Of 718 patients randomised, 703 (232 beclomethasone/formoterol, 238 budesonide/formoterol, 233 formoterol) were in the ITT analysis. Improvement in pre-dose morning FEV1 was 0.077 L, 0.080 L and 0.026 L for beclomethasone/formoterol, budesonide/formoterol and formoterol respectively (LS mean from the ANCOVA model). Beclomethasone/formoterol was not inferior to budesonide/formoterol (95% CI of the difference -0.052, 0.048) and superior to formoterol (p = 0.046). The overall rate of COPD exacerbations/patient/year was similar and not statistically significantly different among treatments (beclomethasone/formoterol 0.414, budesonide/formoterol 0.423 and formoterol 0.431). Quality of life and COPD symptoms improved in all groups and use of rescue medication decreased. Safety profiles were as expected and treatments well-tolerated.

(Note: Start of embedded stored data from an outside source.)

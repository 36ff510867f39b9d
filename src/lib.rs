//! Pattern Animator (workspace facade crate).
//!
//! This package exposes `pattern_animator::{core,engine,input,term,types}` while
//! the implementation lives in dedicated crates under `crates/`.

pub use pattern_animator_core as core;
pub use pattern_animator_engine as engine;
pub use pattern_animator_input as input;
pub use pattern_animator_term as term;
pub use pattern_animator_types as types;
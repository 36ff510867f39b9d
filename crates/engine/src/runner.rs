//! Process wiring: listener thread + render loop + shutdown.

use std::future::Future;
use std::io::Write;

use anyhow::Result;
use rand::rngs::StdRng;
use rand::SeedableRng;
use tokio::sync::mpsc;
use tracing::{info, warn};

use crate::config::AnimatorConfig;
use crate::core::AnimationState;
use crate::input::{InputListener, RawInput};
use crate::render_loop::{RenderLoop, StopReason};
use crate::term::{LineEnding, LineRenderer};

/// Final result of a run.
#[derive(Debug)]
pub struct Outcome {
    pub state: AnimationState,
    pub reason: StopReason,
    /// Raw capture failed and the run was render-only.
    pub degraded: bool,
}

/// Run the animation to completion.
///
/// Raw mode is acquired on `input` when the listener starts and released
/// before this returns, on every path out of the render loop.
pub async fn run_animation<I, W, F>(
    config: &AnimatorConfig,
    input: I,
    out: W,
    shutdown: F,
) -> Result<(Outcome, W)>
where
    I: RawInput + 'static,
    W: Write,
    F: Future<Output = ()>,
{
    let (tx, rx) = mpsc::unbounded_channel();
    let listener = InputListener::start(input, tx);
    let degraded = listener.degraded();

    let ending = if degraded {
        LineEnding::Lf
    } else {
        LineEnding::CrLf
    };
    let rng = match config.seed {
        Some(seed) => StdRng::seed_from_u64(seed),
        None => StdRng::from_entropy(),
    };

    let mut render_loop = RenderLoop::new(
        config.initial_state(),
        LineRenderer::new(out, ending),
        rx,
        rng,
    );
    let result = render_loop.run(shutdown).await;

    // Joining waits at most one poll interval; keep it off the async workers.
    if tokio::task::spawn_blocking(move || listener.shutdown())
        .await
        .is_err()
    {
        warn!("input listener shutdown task failed");
    }

    let reason = result?;
    let (state, renderer) = render_loop.into_parts();
    info!(reason = ?reason, degraded, "animation finished");
    Ok((
        Outcome {
            state,
            reason,
            degraded,
        },
        renderer.into_inner(),
    ))
}

/// Completes on Ctrl+C (or SIGTERM on unix).
///
/// If no handler can be installed it never completes, so a missing signal
/// facility cannot end the animation.
pub async fn interrupt_signal() {
    #[cfg(unix)]
    {
        use tokio::signal::unix::{signal, SignalKind};

        match signal(SignalKind::terminate()) {
            Ok(mut term) => {
                tokio::select! {
                    res = tokio::signal::ctrl_c() => {
                        if let Err(e) = res {
                            warn!(error = %e, "ctrl-c handler unavailable");
                            std::future::pending::<()>().await;
                        }
                    }
                    _ = term.recv() => {}
                }
                return;
            }
            Err(e) => warn!(error = %e, "SIGTERM handler unavailable"),
        }
    }

    if let Err(e) = tokio::signal::ctrl_c().await {
        warn!(error = %e, "ctrl-c handler unavailable");
        std::future::pending::<()>().await;
    }
}
use std::io;

/// Errors from the raw keyboard source.
#[derive(Debug, thiserror::Error)]
pub enum InputError {
    /// Raw mode could not be acquired; the animation runs render-only.
    #[error("raw keyboard capture unavailable: {0}")]
    CaptureUnavailable(#[source] io::Error),

    #[error("keyboard poll failed: {0}")]
    Poll(#[source] io::Error),

    #[error("failed to restore terminal mode: {0}")]
    Restore(#[source] io::Error),
}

Beclomethasone/formoterol (400/24 [mu]g) treatment for 48 weeks improved pulmonary function, reduced symptoms compared to formoterol, was safe and well-tolerated in patients with severe stable COPD. Neither of the long-acting [beta]2-agonist/inhaled corticosteroid combinations affected the low exacerbation rate seen in this population.


Editor's Comment.

In the interval between conventional therapies of the present and the promised biological agent-driven miracles in the future, the pace is somewhat slow in the world of airway disease therapies. That should explain "me-too" studies such as this one, which reinvents the inhaled corticosteroid (ICS) beclomethasone in a more bioavailable form and pits it against its younger sibling, budesonide, with both being combined with the long-acting [beta]2 agonist (LABA), formoterol, in patients with moderate to severe COPD (FEV1 between 30% and 50% of predicted).


Both arms come out equal in their effects on predose FEV1 after 48 weeks and superior to formoterol alone. Equivalent benefits were seen in quality of life measures and rescue inhaler use. The acute exacerbation rate was already low and remained lower than expected in all the treatment arms. The side effect profiles were "as expected" and largely the same between the groups. Unless the beclomethasone/formoterol combination is significantly cheaper than the similar ICS/LABA combinations already available, there seems no other advantage to justify its existence from a user perspective. This may not prevent its entry into the market, but in these lean times, its mere availability may not be a good enough reason to actually prescribe it.